Growth is sometimes limited by an owner’s skill set. “Some people are going to limit growth because they don’t want to manage a bunch of people or multiple locations, or they don’t have or don’t want to acquire the capacity to lead or manage a lot of money,” Johnson said.
In these cases, owners should consider taking on other roles if they want their business to grow, he said. They can delegate responsibilities they don’t want, such as managing multiple locations, and keep those at which they excel, such as business or product development.
But Fox said it’s never a good idea for owners to relinquish control. If an owner doesn’t like the administrative side of the business, she suggests hiring a COO who manages those responsibilities while working under the owner.
PUTTING ON THE BRAKES
Sometimes growing companies need to take a break.
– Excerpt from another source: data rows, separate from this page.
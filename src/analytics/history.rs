use std::collections::HashMap;
use std::sync::atomic::{AtomicU64, Ordering};

use parking_lot::Mutex;
use tracing::info;

use crate::coordinator::types::{TradeAction, TradeResult};
use crate::utils::time::now_ts;

#[derive(Debug, Clone)]
pub struct TradeRecord {
    pub mint: String,
    pub action: TradeAction,
    pub sol_amount: Option<f64>,
    pub token_amount: Option<u64>,
    pub signature: Option<String>,
    pub timestamp_ms: u64,
}

/// Per-wallet ordered trade log plus aggregate counters. Appends for one
/// wallet are totally ordered by the per-wallet mutex.
pub struct TradeHistory {
    by_wallet: Mutex<HashMap<String, Vec<TradeRecord>>>,
    pub trades_submitted: AtomicU64,
    pub trades_failed: AtomicU64,
    pub bundles_submitted: AtomicU64,
}

impl TradeHistory {
    pub fn new() -> Self {
        Self {
            by_wallet: Mutex::new(HashMap::new()),
            trades_submitted: AtomicU64::new(0),
            trades_failed: AtomicU64::new(0),
            bundles_submitted: AtomicU64::new(0),
        }
    }

    pub fn record(&self, mint: &str, action: TradeAction, result: &TradeResult) {
        let mut by_wallet = self.by_wallet.lock();
        for wallet_result in &result.wallet_results {
            if wallet_result.success {
                self.trades_submitted.fetch_add(1, Ordering::Relaxed);
            } else {
                self.trades_failed.fetch_add(1, Ordering::Relaxed);
                continue;
            }

            by_wallet
                .entry(wallet_result.wallet_id.clone())
                .or_default()
                .push(TradeRecord {
                    mint: mint.to_string(),
                    action,
                    sol_amount: wallet_result.sol_amount,
                    token_amount: wallet_result.token_amount,
                    signature: wallet_result.signature.clone(),
                    timestamp_ms: now_ts(),
                });
        }

        self.bundles_submitted
            .fetch_add(result.bundle_ids.len() as u64, Ordering::Relaxed);
    }

    pub fn for_wallet(&self, wallet_id: &str) -> Vec<TradeRecord> {
        self.by_wallet
            .lock()
            .get(wallet_id)
            .cloned()
            .unwrap_or_default()
    }

    pub fn log_stats(&self) {
        info!(
            "history: {} submitted, {} failed, {} bundles",
            self.trades_submitted.load(Ordering::Relaxed),
            self.trades_failed.load(Ordering::Relaxed),
            self.bundles_submitted.load(Ordering::Relaxed),
        );
    }
}

impl Default for TradeHistory {
    fn default() -> Self {
        Self::new()
    }
}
Fox has one client who has grown at four times its original goal. “That seems like a good thing, but their processes and people are so stretched that the company has made a decision to slow its growth rate for the next two to three years. They are doing this intentionally and consciously to enable some shoring up of processes and the addition of some new functions that the company has never had before,” she said. While there’s always some discomfort with growth, no business should grow to the point where their people and their systems are on overload, she said.
Whether businesses are growing quickly, slowly or remaining the same size, owners should keep their perspective.
“Do not get in love with the idea of growth for the sake of growth,” said Benezet. “Think what it is you really want out of your business, and then proceed shrewdly to get there.”